Sementara Elvara, tanpa sadar, juga terpaku. Panas menjalar ke pipinya. Bukan karena malu. Bukan karena kaget. Tapi karena… ia sadar… ini pertama kalinya ia sedekat ini dengan seorang laki-laki.
Dan ini… Adalah laki-laki paling dingin di sekolah. Yang sekarang… menatapnya seperti lupa cara bernapas.
Dari luar, pasti terlihat tragis. Pangeran sekolah tertimpa “karung beras”. Tapi dari dalam… Itu bukan tragedi. Itu… momen.
Waktu seperti berhenti.
Para siswa di sekitar:
😶
😮
😳
Lalu—
“HAHAHAHAHAHA!!”
Koridor meledak.
Ada yang sampai jongkok sambil pegang perut. Ada yang pura-pura batuk tapi jelas ketawa.
“ASTAGA…” “Pangeran sekolah ketiban karung beras—”
“Ini tragedi tapi kok lucu banget!”
Dan trio komentator yang belum siap mental sejak awal:
Asep langsung tertekuk lutut, pegangan ke tembok:
“BROOOOOOO!!!!!”
Vicky nutup mulut pakai tangan, matanya berkaca-kaca. “Ya Tuhan… ini real… ini nyata… ini bukan mimpi…!”
Gayus tetap berdiri, tenang, tapi… suaranya bergetar. “Menurut hukum fisika…” (ngunyah kacang) “…ini namanya cinta bertabrakan dengan gravitasi.”
Asep menjatuhkan diri ke lantai karena terlalu lemah menahan tawa.
“GUE BERSUMPAH… GUE MAU NOLONG… TAPI TERLALU INDAH BUAT DILEWATIN—”

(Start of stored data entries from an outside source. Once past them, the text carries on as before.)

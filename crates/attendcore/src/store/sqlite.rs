//! SQLite backend.
//!
//! Uniqueness is enforced by the `(group_name, login_key)` primary key, so
//! concurrent registrations of the same login resolve inside SQLite even
//! when several processes share the file.

use async_trait::async_trait;
use r2d2::{Pool, PooledConnection};
use r2d2_sqlite::SqliteConnectionManager;
use rusqlite::{params, Connection, OptionalExtension, TransactionBehavior};
use std::path::Path;
use std::time::Duration;

use super::{login_key, CredentialRecord, CredentialStore, GroupPolicy, GroupSummary};
use crate::error::StoreError;

pub type DbPool = Pool<SqliteConnectionManager>;
pub type DbConnection = PooledConnection<SqliteConnectionManager>;

const SCHEMA: &str = "
CREATE TABLE IF NOT EXISTS study_groups (
    name      TEXT PRIMARY KEY NOT NULL,
    relevance INTEGER NOT NULL DEFAULT 0
);
CREATE TABLE IF NOT EXISTS students (
    group_name      TEXT NOT NULL REFERENCES study_groups(name),
    login           TEXT NOT NULL,
    login_key       TEXT NOT NULL,
    password_digest TEXT NOT NULL,
    subscribed      INTEGER NOT NULL DEFAULT 0,
    PRIMARY KEY (group_name, login_key)
);
";

pub struct SqliteStore {
    pool: DbPool,
    policy: GroupPolicy,
}

impl SqliteStore {
    /// Opens (creating if needed) the database at `path` and applies the schema.
    pub fn open(path: &Path, policy: GroupPolicy) -> Result<Self, StoreError> {
        let manager = SqliteConnectionManager::file(path).with_init(|conn| {
            conn.busy_timeout(Duration::from_secs(5))?;
            conn.execute_batch("PRAGMA foreign_keys = ON;")
        });
        let pool = Pool::builder().max_size(4).build(manager)?;

        let conn = pool.get()?;
        conn.execute_batch(SCHEMA)?;

        Ok(Self { pool, policy })
    }

    async fn with_conn<T, F>(&self, f: F) -> Result<T, StoreError>
    where
        F: FnOnce(&mut DbConnection) -> Result<T, StoreError> + Send + 'static,
        T: Send + 'static,
    {
        let pool = self.pool.clone();
        tokio::task::spawn_blocking(move || {
            let mut conn = pool.get()?;
            f(&mut conn)
        })
        .await?
    }
}

fn group_exists(conn: &Connection, group: &str) -> Result<bool, StoreError> {
    let found = conn
        .query_row("SELECT 1 FROM study_groups WHERE name = ?1", params![group], |_| Ok(()))
        .optional()?;
    Ok(found.is_some())
}

fn missing(conn: &Connection, group: String, login: String) -> StoreError {
    match group_exists(conn, &group) {
        Ok(true) => StoreError::StudentNotFound { group, login },
        Ok(false) => StoreError::GroupNotFound(group),
        Err(e) => e,
    }
}

#[async_trait]
impl CredentialStore for SqliteStore {
    async fn insert_if_absent(&self, group: &str, login: &str, digest: &str) -> Result<(), StoreError> {
        let (group, login, digest) = (group.to_string(), login.to_string(), digest.to_string());
        let policy = self.policy;

        self.with_conn(move |conn| {
            let tx = conn.transaction_with_behavior(TransactionBehavior::Immediate)?;

            if !group_exists(&tx, &group)? {
                match policy {
                    GroupPolicy::RequireExisting => return Err(StoreError::GroupNotFound(group)),
                    GroupPolicy::AutoCreate => {
                        tx.execute("INSERT INTO study_groups (name, relevance) VALUES (?1, 0)", params![group])?;
                    }
                }
            }

            let inserted = tx.execute(
                "INSERT OR IGNORE INTO students (group_name, login, login_key, password_digest, subscribed)
                 VALUES (?1, ?2, ?3, ?4, 0)",
                params![group, login, login_key(&login), digest],
            )?;
            if inserted == 0 {
                return Err(StoreError::DuplicateLogin { group, login });
            }

            tx.commit()?;
            log::debug!("Stored new student {:?} in group {:?}", login, group);
            Ok(())
        })
        .await
    }

    async fn find(&self, group: &str, login: &str) -> Result<CredentialRecord, StoreError> {
        let (group, login) = (group.to_string(), login.to_string());

        self.with_conn(move |conn| {
            let row = conn
                .query_row(
                    "SELECT login, password_digest, subscribed FROM students
                     WHERE group_name = ?1 AND login_key = ?2",
                    params![group, login_key(&login)],
                    |row| {
                        Ok((
                            row.get::<_, String>(0)?,
                            row.get::<_, String>(1)?,
                            row.get::<_, bool>(2)?,
                        ))
                    },
                )
                .optional()?;

            match row {
                Some((stored_login, password_digest, subscribed)) => Ok(CredentialRecord {
                    group,
                    login: stored_login,
                    password_digest,
                    subscribed,
                }),
                None => Err(missing(conn, group, login)),
            }
        })
        .await
    }

    async fn toggle(&self, group: &str, login: &str, value: bool) -> Result<(), StoreError> {
        let (group, login) = (group.to_string(), login.to_string());

        self.with_conn(move |conn| {
            // Counts matched rows, so re-setting the same value still reports 1
            let changed = conn.execute(
                "UPDATE students SET subscribed = ?3 WHERE group_name = ?1 AND login_key = ?2",
                params![group, login_key(&login), value],
            )?;
            if changed == 0 {
                return Err(missing(conn, group, login));
            }
            Ok(())
        })
        .await
    }

    async fn ensure_group(&self, group: &str, relevance: bool) -> Result<bool, StoreError> {
        let group = group.to_string();

        self.with_conn(move |conn| {
            let created = conn.execute(
                "INSERT OR IGNORE INTO study_groups (name, relevance) VALUES (?1, ?2)",
                params![group, relevance],
            )?;
            Ok(created > 0)
        })
        .await
    }

    async fn groups(&self) -> Result<Vec<GroupSummary>, StoreError> {
        self.with_conn(|conn| {
            let mut stmt = conn.prepare(
                "SELECT g.name, g.relevance, COUNT(s.login), COALESCE(SUM(s.subscribed), 0)
                 FROM study_groups g
                 LEFT JOIN students s ON s.group_name = g.name
                 GROUP BY g.name, g.relevance
                 ORDER BY g.name",
            )?;
            let rows = stmt.query_map([], |row| {
                Ok(GroupSummary {
                    name: row.get(0)?,
                    relevance: row.get(1)?,
                    students: row.get::<_, i64>(2)? as usize,
                    present: row.get::<_, i64>(3)? as usize,
                })
            })?;
            let summaries = rows.collect::<Result<Vec<_>, _>>()?;
            Ok(summaries)
        })
        .await
    }
}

Vicky menunjuk mereka. “POV: Lo jatuh cinta, tapi literal TERTIMPA CINTA.”
Gayus mengangguk sok ilmiah. “Ini bukan kecelakaan.” “Ini takdir dengan volume ekstra.”
Sementara Bella berjongkok di balik semak taman sekolah. Jarinya meremas daun bunga yang tak tahu apa-apa.
“Hah! Kenapa malah jatuhnya dramatis banget sih?!” gumamnya geram.
Daun itu tercabik di tangannya. Ia melemparkannya ke tanah, kesal setengah mati.
Wajahnya mengeras. Matanya menyipit. “Harusnya… jauh dari dia. Bukan malah… nempel kayak adegan drama murahan.”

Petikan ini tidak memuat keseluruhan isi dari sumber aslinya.